• [AIM OF THE TASK]: In the data below, find each line that contains the word "DemoConfigError" and copy it.

□ □ □ □

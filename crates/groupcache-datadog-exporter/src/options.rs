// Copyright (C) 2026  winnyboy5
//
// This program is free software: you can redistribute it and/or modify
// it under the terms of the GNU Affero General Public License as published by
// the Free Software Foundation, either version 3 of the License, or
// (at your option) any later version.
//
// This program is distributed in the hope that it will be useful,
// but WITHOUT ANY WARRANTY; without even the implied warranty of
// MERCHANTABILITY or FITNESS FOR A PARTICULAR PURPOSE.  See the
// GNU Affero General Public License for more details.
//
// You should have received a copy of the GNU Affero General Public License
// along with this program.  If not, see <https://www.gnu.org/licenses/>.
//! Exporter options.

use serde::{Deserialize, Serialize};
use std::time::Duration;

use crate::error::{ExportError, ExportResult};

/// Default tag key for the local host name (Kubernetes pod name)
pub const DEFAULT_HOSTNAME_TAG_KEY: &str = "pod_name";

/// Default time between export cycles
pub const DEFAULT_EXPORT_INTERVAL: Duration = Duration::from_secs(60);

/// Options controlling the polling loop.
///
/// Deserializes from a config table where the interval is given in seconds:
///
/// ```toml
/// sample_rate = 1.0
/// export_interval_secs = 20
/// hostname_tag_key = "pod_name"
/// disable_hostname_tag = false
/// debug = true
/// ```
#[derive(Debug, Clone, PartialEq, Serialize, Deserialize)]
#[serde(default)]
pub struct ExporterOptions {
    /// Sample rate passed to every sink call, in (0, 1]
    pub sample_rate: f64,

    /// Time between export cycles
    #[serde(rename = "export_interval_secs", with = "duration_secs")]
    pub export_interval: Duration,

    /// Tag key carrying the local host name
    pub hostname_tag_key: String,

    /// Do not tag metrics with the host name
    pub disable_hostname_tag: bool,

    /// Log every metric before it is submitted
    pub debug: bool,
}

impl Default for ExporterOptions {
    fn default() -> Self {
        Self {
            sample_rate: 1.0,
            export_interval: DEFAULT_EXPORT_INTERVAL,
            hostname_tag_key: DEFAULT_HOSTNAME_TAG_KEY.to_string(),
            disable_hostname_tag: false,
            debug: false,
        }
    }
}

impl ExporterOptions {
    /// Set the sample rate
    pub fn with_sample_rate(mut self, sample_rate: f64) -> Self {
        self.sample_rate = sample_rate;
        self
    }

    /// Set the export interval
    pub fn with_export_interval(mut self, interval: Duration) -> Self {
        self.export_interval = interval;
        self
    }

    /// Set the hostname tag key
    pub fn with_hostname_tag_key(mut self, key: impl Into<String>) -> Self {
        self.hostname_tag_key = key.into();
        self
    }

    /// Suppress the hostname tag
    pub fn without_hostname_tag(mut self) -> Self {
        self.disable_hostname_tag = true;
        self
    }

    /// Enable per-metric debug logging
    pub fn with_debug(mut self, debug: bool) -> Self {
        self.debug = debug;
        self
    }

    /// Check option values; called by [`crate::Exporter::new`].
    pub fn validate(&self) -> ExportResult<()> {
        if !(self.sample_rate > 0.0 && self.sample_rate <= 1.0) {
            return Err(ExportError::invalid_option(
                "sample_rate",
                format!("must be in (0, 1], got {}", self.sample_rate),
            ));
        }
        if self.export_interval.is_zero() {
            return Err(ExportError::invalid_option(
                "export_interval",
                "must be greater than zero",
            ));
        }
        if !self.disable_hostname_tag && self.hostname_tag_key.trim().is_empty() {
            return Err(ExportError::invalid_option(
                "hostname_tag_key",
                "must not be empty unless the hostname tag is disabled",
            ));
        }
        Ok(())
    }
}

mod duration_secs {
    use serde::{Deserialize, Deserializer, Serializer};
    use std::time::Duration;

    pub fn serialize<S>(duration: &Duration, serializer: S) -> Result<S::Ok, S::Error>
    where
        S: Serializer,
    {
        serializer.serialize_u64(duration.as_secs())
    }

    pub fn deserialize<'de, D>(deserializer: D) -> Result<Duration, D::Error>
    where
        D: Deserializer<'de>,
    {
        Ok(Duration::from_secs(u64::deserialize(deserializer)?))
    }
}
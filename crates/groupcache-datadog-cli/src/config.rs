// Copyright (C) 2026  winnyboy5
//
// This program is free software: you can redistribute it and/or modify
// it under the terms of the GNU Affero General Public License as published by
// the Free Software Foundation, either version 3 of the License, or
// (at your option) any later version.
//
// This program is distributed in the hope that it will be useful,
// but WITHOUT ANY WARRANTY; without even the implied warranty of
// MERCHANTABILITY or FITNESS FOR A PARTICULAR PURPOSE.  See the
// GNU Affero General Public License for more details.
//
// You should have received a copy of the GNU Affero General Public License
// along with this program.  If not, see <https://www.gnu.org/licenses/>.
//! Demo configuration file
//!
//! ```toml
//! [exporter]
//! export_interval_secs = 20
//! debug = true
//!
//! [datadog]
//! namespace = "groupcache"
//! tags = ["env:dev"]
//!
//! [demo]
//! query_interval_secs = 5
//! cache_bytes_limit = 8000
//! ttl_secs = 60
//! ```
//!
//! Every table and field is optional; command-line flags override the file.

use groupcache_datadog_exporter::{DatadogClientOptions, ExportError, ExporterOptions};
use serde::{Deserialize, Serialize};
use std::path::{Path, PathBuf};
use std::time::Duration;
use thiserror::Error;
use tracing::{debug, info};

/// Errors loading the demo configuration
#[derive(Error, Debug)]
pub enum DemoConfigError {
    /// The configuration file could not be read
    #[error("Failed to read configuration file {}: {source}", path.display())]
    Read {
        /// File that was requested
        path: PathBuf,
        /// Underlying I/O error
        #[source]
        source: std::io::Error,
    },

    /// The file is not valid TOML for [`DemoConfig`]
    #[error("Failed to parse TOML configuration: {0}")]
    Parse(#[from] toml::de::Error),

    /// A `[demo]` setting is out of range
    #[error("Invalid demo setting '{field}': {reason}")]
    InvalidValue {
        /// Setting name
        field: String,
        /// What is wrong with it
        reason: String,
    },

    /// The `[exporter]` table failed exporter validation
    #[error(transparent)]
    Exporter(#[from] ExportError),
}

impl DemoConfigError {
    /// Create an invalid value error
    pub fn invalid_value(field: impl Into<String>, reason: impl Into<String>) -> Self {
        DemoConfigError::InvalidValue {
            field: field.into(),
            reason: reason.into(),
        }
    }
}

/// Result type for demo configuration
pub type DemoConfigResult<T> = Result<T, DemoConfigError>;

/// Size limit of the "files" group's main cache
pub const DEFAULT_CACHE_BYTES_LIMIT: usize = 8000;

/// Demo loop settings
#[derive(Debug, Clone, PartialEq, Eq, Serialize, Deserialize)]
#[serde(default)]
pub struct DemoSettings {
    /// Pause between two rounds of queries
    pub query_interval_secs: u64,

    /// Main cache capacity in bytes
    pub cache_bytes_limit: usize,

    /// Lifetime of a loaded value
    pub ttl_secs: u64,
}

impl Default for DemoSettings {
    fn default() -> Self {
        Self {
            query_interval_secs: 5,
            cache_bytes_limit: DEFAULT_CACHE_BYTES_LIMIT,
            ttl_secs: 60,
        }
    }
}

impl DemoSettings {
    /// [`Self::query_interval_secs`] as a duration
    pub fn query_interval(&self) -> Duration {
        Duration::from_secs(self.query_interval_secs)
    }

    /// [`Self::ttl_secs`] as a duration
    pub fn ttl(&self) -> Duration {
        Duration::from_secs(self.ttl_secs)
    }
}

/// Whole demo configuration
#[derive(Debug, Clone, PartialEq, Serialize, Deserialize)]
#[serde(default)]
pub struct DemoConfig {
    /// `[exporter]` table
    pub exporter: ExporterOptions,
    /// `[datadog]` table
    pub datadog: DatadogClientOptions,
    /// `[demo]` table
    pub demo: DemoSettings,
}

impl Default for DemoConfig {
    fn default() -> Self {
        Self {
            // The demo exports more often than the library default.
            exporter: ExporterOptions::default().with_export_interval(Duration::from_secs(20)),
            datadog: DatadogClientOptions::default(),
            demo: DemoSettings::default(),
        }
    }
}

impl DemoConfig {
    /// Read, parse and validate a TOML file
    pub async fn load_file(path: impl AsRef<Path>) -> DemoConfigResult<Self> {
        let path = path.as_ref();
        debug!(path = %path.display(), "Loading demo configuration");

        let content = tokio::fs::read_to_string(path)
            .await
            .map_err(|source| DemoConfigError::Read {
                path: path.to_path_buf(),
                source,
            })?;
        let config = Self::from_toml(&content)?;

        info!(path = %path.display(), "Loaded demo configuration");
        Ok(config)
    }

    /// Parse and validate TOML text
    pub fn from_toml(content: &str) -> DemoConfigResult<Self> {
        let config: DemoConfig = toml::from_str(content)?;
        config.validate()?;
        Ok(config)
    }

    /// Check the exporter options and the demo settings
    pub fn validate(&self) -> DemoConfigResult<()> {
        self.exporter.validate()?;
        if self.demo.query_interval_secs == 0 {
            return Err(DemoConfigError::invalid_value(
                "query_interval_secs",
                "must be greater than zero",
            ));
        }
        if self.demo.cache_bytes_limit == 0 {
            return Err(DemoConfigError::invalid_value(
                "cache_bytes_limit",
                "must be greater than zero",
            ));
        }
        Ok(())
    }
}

□ □ □ □

• [TASK RESULT]:
pub enum DemoConfigError {
impl DemoConfigError {
        DemoConfigError::InvalidValue {
pub type DemoConfigResult<T> = Result<T, DemoConfigError>;
            .map_err(|source| DemoConfigError::Read {
            return Err(DemoConfigError::invalid_value(
            return Err(DemoConfigError::invalid_value(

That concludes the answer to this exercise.